─── Input for this task

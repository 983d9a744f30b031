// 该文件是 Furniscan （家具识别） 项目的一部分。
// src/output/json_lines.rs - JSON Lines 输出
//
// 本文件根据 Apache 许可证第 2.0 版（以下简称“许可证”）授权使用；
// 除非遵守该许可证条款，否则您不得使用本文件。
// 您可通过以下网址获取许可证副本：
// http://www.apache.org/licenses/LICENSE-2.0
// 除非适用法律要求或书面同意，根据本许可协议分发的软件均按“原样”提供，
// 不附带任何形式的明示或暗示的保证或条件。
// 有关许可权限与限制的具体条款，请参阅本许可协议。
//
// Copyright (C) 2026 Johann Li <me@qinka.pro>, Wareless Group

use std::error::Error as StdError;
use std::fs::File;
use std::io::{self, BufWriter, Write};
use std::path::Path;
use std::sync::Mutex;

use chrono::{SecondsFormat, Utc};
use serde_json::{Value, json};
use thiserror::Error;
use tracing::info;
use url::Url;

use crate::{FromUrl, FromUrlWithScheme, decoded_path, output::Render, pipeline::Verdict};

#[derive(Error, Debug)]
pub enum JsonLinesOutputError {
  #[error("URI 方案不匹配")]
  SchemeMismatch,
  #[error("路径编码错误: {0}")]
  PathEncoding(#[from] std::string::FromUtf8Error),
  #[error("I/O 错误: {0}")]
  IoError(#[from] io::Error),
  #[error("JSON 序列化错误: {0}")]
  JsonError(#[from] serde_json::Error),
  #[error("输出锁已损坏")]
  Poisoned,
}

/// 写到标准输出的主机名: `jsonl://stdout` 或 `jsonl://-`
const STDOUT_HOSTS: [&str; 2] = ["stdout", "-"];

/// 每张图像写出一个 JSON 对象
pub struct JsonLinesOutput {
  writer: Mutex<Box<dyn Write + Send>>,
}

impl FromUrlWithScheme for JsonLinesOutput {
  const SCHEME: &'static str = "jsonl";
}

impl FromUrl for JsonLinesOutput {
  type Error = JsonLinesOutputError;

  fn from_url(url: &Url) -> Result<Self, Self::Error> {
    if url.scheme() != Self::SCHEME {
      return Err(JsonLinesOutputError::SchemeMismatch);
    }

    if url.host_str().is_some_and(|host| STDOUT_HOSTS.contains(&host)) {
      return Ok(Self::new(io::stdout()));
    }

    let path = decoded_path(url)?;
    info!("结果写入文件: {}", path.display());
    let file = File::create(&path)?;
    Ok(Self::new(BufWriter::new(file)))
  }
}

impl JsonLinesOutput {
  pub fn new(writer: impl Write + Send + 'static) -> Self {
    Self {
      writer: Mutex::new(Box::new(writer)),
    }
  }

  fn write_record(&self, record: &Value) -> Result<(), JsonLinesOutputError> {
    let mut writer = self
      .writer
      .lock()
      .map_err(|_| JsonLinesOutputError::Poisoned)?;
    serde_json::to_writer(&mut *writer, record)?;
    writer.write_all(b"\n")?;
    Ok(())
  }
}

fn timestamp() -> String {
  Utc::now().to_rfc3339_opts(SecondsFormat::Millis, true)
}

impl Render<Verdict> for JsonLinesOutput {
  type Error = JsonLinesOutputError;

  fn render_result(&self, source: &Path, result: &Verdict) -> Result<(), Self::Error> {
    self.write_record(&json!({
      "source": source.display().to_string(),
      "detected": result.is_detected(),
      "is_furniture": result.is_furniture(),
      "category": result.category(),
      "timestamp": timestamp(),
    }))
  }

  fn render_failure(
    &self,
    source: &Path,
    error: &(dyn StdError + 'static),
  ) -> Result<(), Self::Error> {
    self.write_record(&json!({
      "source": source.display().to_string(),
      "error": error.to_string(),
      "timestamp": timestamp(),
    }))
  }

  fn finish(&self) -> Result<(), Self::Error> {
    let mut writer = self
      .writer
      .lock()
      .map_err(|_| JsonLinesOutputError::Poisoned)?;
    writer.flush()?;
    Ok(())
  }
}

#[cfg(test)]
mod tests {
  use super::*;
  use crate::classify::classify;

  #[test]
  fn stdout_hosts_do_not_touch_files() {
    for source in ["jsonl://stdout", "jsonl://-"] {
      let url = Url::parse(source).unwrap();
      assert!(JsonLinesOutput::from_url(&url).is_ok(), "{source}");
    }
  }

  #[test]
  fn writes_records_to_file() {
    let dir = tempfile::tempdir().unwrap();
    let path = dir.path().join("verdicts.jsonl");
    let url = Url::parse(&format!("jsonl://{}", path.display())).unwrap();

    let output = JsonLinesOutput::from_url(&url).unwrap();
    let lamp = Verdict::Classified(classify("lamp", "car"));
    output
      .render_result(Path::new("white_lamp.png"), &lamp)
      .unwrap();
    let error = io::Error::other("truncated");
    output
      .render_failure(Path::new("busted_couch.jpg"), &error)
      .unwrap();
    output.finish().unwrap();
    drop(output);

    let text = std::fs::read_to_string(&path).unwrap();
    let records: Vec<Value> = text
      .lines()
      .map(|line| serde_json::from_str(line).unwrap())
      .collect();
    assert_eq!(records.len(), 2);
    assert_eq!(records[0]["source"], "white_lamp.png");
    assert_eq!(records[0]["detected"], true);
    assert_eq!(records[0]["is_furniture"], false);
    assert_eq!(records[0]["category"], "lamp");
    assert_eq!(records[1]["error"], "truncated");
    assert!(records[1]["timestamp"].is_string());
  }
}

──────

:: About this exercise ::
Reproduce each entry above without a single difference.

:: Written response ::
repository 983d9a744f30b031
// 该文件是 Furniscan （家具识别） 项目的一部分。
// src/output/json_lines.rs - JSON Lines 输出
//
// 本文件根据 Apache 许可证第 2.0 版（以下简称“许可证”）授权使用；
// 除非遵守该许可证条款，否则您不得使用本文件。
// 您可通过以下网址获取许可证副本：
// http://www.apache.org/licenses/LICENSE-2.0
// 除非适用法律要求或书面同意，根据本许可协议分发的软件均按“原样”提供，
// 不附带任何形式的明示或暗示的保证或条件。
// 有关许可权限与限制的具体条款，请参阅本许可协议。
//
// Copyright (C) 2026 Johann Li <me@qinka.pro>, Wareless Group

use std::error::Error as StdError;
use std::fs::File;
use std::io::{self, BufWriter, Write};
use std::path::Path;
use std::sync::Mutex;

use chrono::{SecondsFormat, Utc};
use serde_json::{Value, json};
use thiserror::Error;
use tracing::info;
use url::Url;

use crate::{FromUrl, FromUrlWithScheme, decoded_path, output::Render, pipeline::Verdict};

#[derive(Error, Debug)]
pub enum JsonLinesOutputError {
  #[error("URI 方案不匹配")]
  SchemeMismatch,
  #[error("路径编码错误: {0}")]
  PathEncoding(#[from] std::string::FromUtf8Error),
  #[error("I/O 错误: {0}")]
  IoError(#[from] io::Error),
  #[error("JSON 序列化错误: {0}")]
  JsonError(#[from] serde_json::Error),
  #[error("输出锁已损坏")]
  Poisoned,
}

/// 写到标准输出的主机名: `jsonl://stdout` 或 `jsonl://-`
const STDOUT_HOSTS: [&str; 2] = ["stdout", "-"];

/// 每张图像写出一个 JSON 对象
pub struct JsonLinesOutput {
  writer: Mutex<Box<dyn Write + Send>>,
}

impl FromUrlWithScheme for JsonLinesOutput {
  const SCHEME: &'static str = "jsonl";
}

impl FromUrl for JsonLinesOutput {
  type Error = JsonLinesOutputError;

  fn from_url(url: &Url) -> Result<Self, Self::Error> {
    if url.scheme() != Self::SCHEME {
      return Err(JsonLinesOutputError::SchemeMismatch);
    }

    if url.host_str().is_some_and(|host| STDOUT_HOSTS.contains(&host)) {
      return Ok(Self::new(io::stdout()));
    }

    let path = decoded_path(url)?;
    info!("结果写入文件: {}", path.display());
    let file = File::create(&path)?;
    Ok(Self::new(BufWriter::new(file)))
  }
}

impl JsonLinesOutput {
  pub fn new(writer: impl Write + Send + 'static) -> Self {
    Self {
      writer: Mutex::new(Box::new(writer)),
    }
  }

  fn write_record(&self, record: &Value) -> Result<(), JsonLinesOutputError> {
    let mut writer = self
      .writer
      .lock()
      .map_err(|_| JsonLinesOutputError::Poisoned)?;
    serde_json::to_writer(&mut *writer, record)?;
    writer.write_all(b"\n")?;
    Ok(())
  }
}

fn timestamp() -> String {
  Utc::now().to_rfc3339_opts(SecondsFormat::Millis, true)
}

impl Render<Verdict> for JsonLinesOutput {
  type Error = JsonLinesOutputError;

  fn render_result(&self, source: &Path, result: &Verdict) -> Result<(), Self::Error> {
    self.write_record(&json!({
      "source": source.display().to_string(),
      "detected": result.is_detected(),
      "is_furniture": result.is_furniture(),
      "category": result.category(),
      "timestamp": timestamp(),
    }))
  }

  fn render_failure(
    &self,
    source: &Path,
    error: &(dyn StdError + 'static),
  ) -> Result<(), Self::Error> {
    self.write_record(&json!({
      "source": source.display().to_string(),
      "error": error.to_string(),
      "timestamp": timestamp(),
    }))
  }

  fn finish(&self) -> Result<(), Self::Error> {
    let mut writer = self
      .writer
      .lock()
      .map_err(|_| JsonLinesOutputError::Poisoned)?;
    writer.flush()?;
    Ok(())
  }
}

#[cfg(test)]
mod tests {
  use super::*;
  use crate::classify::classify;

  #[test]
  fn stdout_hosts_do_not_touch_files() {
    for source in ["jsonl://stdout", "jsonl://-"] {
      let url = Url::parse(source).unwrap();
      assert!(JsonLinesOutput::from_url(&url).is_ok(), "{source}");
    }
  }

  #[test]
  fn writes_records_to_file() {
    let dir = tempfile::tempdir().unwrap();
    let path = dir.path().join("verdicts.jsonl");
    let url = Url::parse(&format!("jsonl://{}", path.display())).unwrap();

    let output = JsonLinesOutput::from_url(&url).unwrap();
    let lamp = Verdict::Classified(classify("lamp", "car"));
    output
      .render_result(Path::new("white_lamp.png"), &lamp)
      .unwrap();
    let error = io::Error::other("truncated");
    output
      .render_failure(Path::new("busted_couch.jpg"), &error)
      .unwrap();
    output.finish().unwrap();
    drop(output);

    let text = std::fs::read_to_string(&path).unwrap();
    let records: Vec<Value> = text
      .lines()
      .map(|line| serde_json::from_str(line).unwrap())
      .collect();
    assert_eq!(records.len(), 2);
    assert_eq!(records[0]["source"], "white_lamp.png");
    assert_eq!(records[0]["detected"], true);
    assert_eq!(records[0]["is_furniture"], false);
    assert_eq!(records[0]["category"], "lamp");
    assert_eq!(records[1]["error"], "truncated");
    assert!(records[1]["timestamp"].is_string());
  }
}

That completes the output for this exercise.